__Data__
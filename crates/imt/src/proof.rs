//! Inclusion proofs and verification

use ark_bn254::Fr;
use serde::{Deserialize, Serialize};

use crate::error::TreeError;
use crate::hasher::PoseidonHash;

/// Merkle inclusion proof for one leaf
///
/// `root` is the commitment the proof was generated against: the tree root
/// as it stood immediately after the proven leaf was inserted. Later appends
/// never invalidate the proof against this root.
#[derive(Clone, Debug, PartialEq, Eq, Serialize, Deserialize)]
pub struct InclusionProof {
    /// Branch direction per layer, leaf to root: 0 = left child, 1 = right
    pub path: Vec<u8>,
    /// Sibling value per layer, leaf to root
    #[serde(with = "fr_vec_decimal")]
    pub siblings: Vec<Fr>,
    /// Root the proof commits to
    #[serde(with = "fr_decimal")]
    pub root: Fr,
}

/// Outcome of a verification, carrying both roots for diagnostics
#[derive(Clone, Debug)]
pub struct Verification {
    /// Whether the recomputed root equals the expected one
    pub matches: bool,
    /// Root the caller supplied
    pub expected: Fr,
    /// Root recomputed from the leaf bytes and the proof
    pub computed: Fr,
}

impl InclusionProof {
    /// Number of layers the proof covers
    pub fn depth(&self) -> usize {
        self.path.len()
    }

    /// Verify this proof against an expected root
    ///
    /// Pure: reads no tree state and mutates nothing, so it is safe to call
    /// concurrently and repeatedly. The tree depth is taken from the proof
    /// shape itself.
    pub fn verify(&self, leaf_data: &[u8], expected_root: &Fr) -> Result<Verification, TreeError> {
        let computed = self.compute_root(leaf_data)?;
        Ok(Verification {
            matches: computed == *expected_root,
            expected: *expected_root,
            computed,
        })
    }

    /// Recompute the root this proof yields for the given leaf bytes
    pub fn compute_root(&self, leaf_data: &[u8]) -> Result<Fr, TreeError> {
        if self.path.is_empty() || self.path.len() != self.siblings.len() {
            return Err(TreeError::MalformedProof {
                reason: format!(
                    "{} path bits vs {} siblings",
                    self.path.len(),
                    self.siblings.len()
                ),
            });
        }
        let mut node = PoseidonHash::encode_leaf(leaf_data);
        for (layer, (&bit, sibling)) in self.path.iter().zip(self.siblings.iter()).enumerate() {
            node = match bit {
                0 => PoseidonHash::hash_pair(&node, sibling)?,
                1 => PoseidonHash::hash_pair(sibling, &node)?,
                other => {
                    return Err(TreeError::MalformedProof {
                        reason: format!("path bit {other} at layer {layer} is not 0 or 1"),
                    })
                }
            };
        }
        Ok(node)
    }
}

/// Serde adapter: one field element as a decimal string
pub(crate) mod fr_decimal {
    use ark_bn254::Fr;
    use ark_ff::PrimeField;
    use num_bigint::BigUint;
    use serde::{de, Deserialize, Deserializer, Serializer};

    pub fn serialize<S: Serializer>(value: &Fr, serializer: S) -> Result<S::Ok, S::Error> {
        serializer.serialize_str(&BigUint::from(value.into_bigint()).to_str_radix(10))
    }

    pub fn deserialize<'de, D: Deserializer<'de>>(deserializer: D) -> Result<Fr, D::Error> {
        let text = String::deserialize(deserializer)?;
        let value = text.parse::<BigUint>().map_err(de::Error::custom)?;
        Ok(Fr::from(value))
    }
}

/// Serde adapter: a sibling list as decimal strings
pub(crate) mod fr_vec_decimal {
    use ark_bn254::Fr;
    use ark_ff::PrimeField;
    use num_bigint::BigUint;
    use serde::{de, Deserialize, Deserializer, Serializer};

    pub fn serialize<S: Serializer>(values: &[Fr], serializer: S) -> Result<S::Ok, S::Error> {
        serializer.collect_seq(
            values
                .iter()
                .map(|v| BigUint::from(v.into_bigint()).to_str_radix(10)),
        )
    }

    pub fn deserialize<'de, D: Deserializer<'de>>(deserializer: D) -> Result<Vec<Fr>, D::Error> {
        let texts = Vec::<String>::deserialize(deserializer)?;
        texts
            .into_iter()
            .map(|text| {
                let value = text.parse::<BigUint>().map_err(de::Error::custom)?;
                Ok(Fr::from(value))
            })
            .collect()
    }
}
pub mod analyzer;
pub mod bands;
pub mod capture;
pub mod config;
pub mod error;
pub mod fft;

pub use analyzer::{MIN_DB_LEVEL, MUSICAL_BINS, SpectrumAnalyzer, musical_frequencies};
pub use bands::{BandAggregator, DEFAULT_CHANNELS};
pub use capture::{AudioStream, start_input_stream};
pub use config::{AnalyzerConfig, OutputUnit, Resolution};
pub use error::{AnalyzerError, Result};
pub use fft::FftProcessor;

__Work item__
The material must be reproduced word for word.

__Expected answer__
filename crates/imt/src/proof.rs
//! Inclusion proofs and verification

use ark_bn254::Fr;
use serde::{Deserialize, Serialize};

use crate::error::TreeError;
use crate::hasher::PoseidonHash;

/// Merkle inclusion proof for one leaf
///
/// `root` is the commitment the proof was generated against: the tree root
/// as it stood immediately after the proven leaf was inserted. Later appends
/// never invalidate the proof against this root.
#[derive(Clone, Debug, PartialEq, Eq, Serialize, Deserialize)]
pub struct InclusionProof {
    /// Branch direction per layer, leaf to root: 0 = left child, 1 = right
    pub path: Vec<u8>,
    /// Sibling value per layer, leaf to root
    #[serde(with = "fr_vec_decimal")]
    pub siblings: Vec<Fr>,
    /// Root the proof commits to
    #[serde(with = "fr_decimal")]
    pub root: Fr,
}

/// Outcome of a verification, carrying both roots for diagnostics
#[derive(Clone, Debug)]
pub struct Verification {
    /// Whether the recomputed root equals the expected one
    pub matches: bool,
    /// Root the caller supplied
    pub expected: Fr,
    /// Root recomputed from the leaf bytes and the proof
    pub computed: Fr,
}

impl InclusionProof {
    /// Number of layers the proof covers
    pub fn depth(&self) -> usize {
        self.path.len()
    }

    /// Verify this proof against an expected root
    ///
    /// Pure: reads no tree state and mutates nothing, so it is safe to call
    /// concurrently and repeatedly. The tree depth is taken from the proof
    /// shape itself.
    pub fn verify(&self, leaf_data: &[u8], expected_root: &Fr) -> Result<Verification, TreeError> {
        let computed = self.compute_root(leaf_data)?;
        Ok(Verification {
            matches: computed == *expected_root,
            expected: *expected_root,
            computed,
        })
    }

    /// Recompute the root this proof yields for the given leaf bytes
    pub fn compute_root(&self, leaf_data: &[u8]) -> Result<Fr, TreeError> {
        if self.path.is_empty() || self.path.len() != self.siblings.len() {
            return Err(TreeError::MalformedProof {
                reason: format!(
                    "{} path bits vs {} siblings",
                    self.path.len(),
                    self.siblings.len()
                ),
            });
        }
        let mut node = PoseidonHash::encode_leaf(leaf_data);
        for (layer, (&bit, sibling)) in self.path.iter().zip(self.siblings.iter()).enumerate() {
            node = match bit {
                0 => PoseidonHash::hash_pair(&node, sibling)?,
                1 => PoseidonHash::hash_pair(sibling, &node)?,
                other => {
                    return Err(TreeError::MalformedProof {
                        reason: format!("path bit {other} at layer {layer} is not 0 or 1"),
                    })
                }
            };
        }
        Ok(node)
    }
}

/// Serde adapter: one field element as a decimal string
pub(crate) mod fr_decimal {
    use ark_bn254::Fr;
    use ark_ff::PrimeField;
    use num_bigint::BigUint;
    use serde::{de, Deserialize, Deserializer, Serializer};

    pub fn serialize<S: Serializer>(value: &Fr, serializer: S) -> Result<S::Ok, S::Error> {
        serializer.serialize_str(&BigUint::from(value.into_bigint()).to_str_radix(10))
    }

    pub fn deserialize<'de, D: Deserializer<'de>>(deserializer: D) -> Result<Fr, D::Error> {
        let text = String::deserialize(deserializer)?;
        let value = text.parse::<BigUint>().map_err(de::Error::custom)?;
        Ok(Fr::from(value))
    }
}

/// Serde adapter: a sibling list as decimal strings
pub(crate) mod fr_vec_decimal {
    use ark_bn254::Fr;
    use ark_ff::PrimeField;
    use num_bigint::BigUint;
    use serde::{de, Deserialize, Deserializer, Serializer};

    pub fn serialize<S: Serializer>(values: &[Fr], serializer: S) -> Result<S::Ok, S::Error> {
        serializer.collect_seq(
            values
                .iter()
                .map(|v| BigUint::from(v.into_bigint()).to_str_radix(10)),
        )
    }

    pub fn deserialize<'de, D: Deserializer<'de>>(deserializer: D) -> Result<Vec<Fr>, D::Error> {
        let texts = Vec::<String>::deserialize(deserializer)?;
        texts
            .into_iter()
            .map(|text| {
                let value = text.parse::<BigUint>().map_err(de::Error::custom)?;
                Ok(Fr::from(value))
            })
            .collect()
    }
}
pub mod analyzer;
pub mod bands;
pub mod capture;
pub mod config;
pub mod error;
pub mod fft;

pub use analyzer::{MIN_DB_LEVEL, MUSICAL_BINS, SpectrumAnalyzer, musical_frequencies};
pub use bands::{BandAggregator, DEFAULT_CHANNELS};
pub use capture::{AudioStream, start_input_stream};
pub use config::{AnalyzerConfig, OutputUnit, Resolution};
pub use error::{AnalyzerError, Result};
pub use fft::FftProcessor;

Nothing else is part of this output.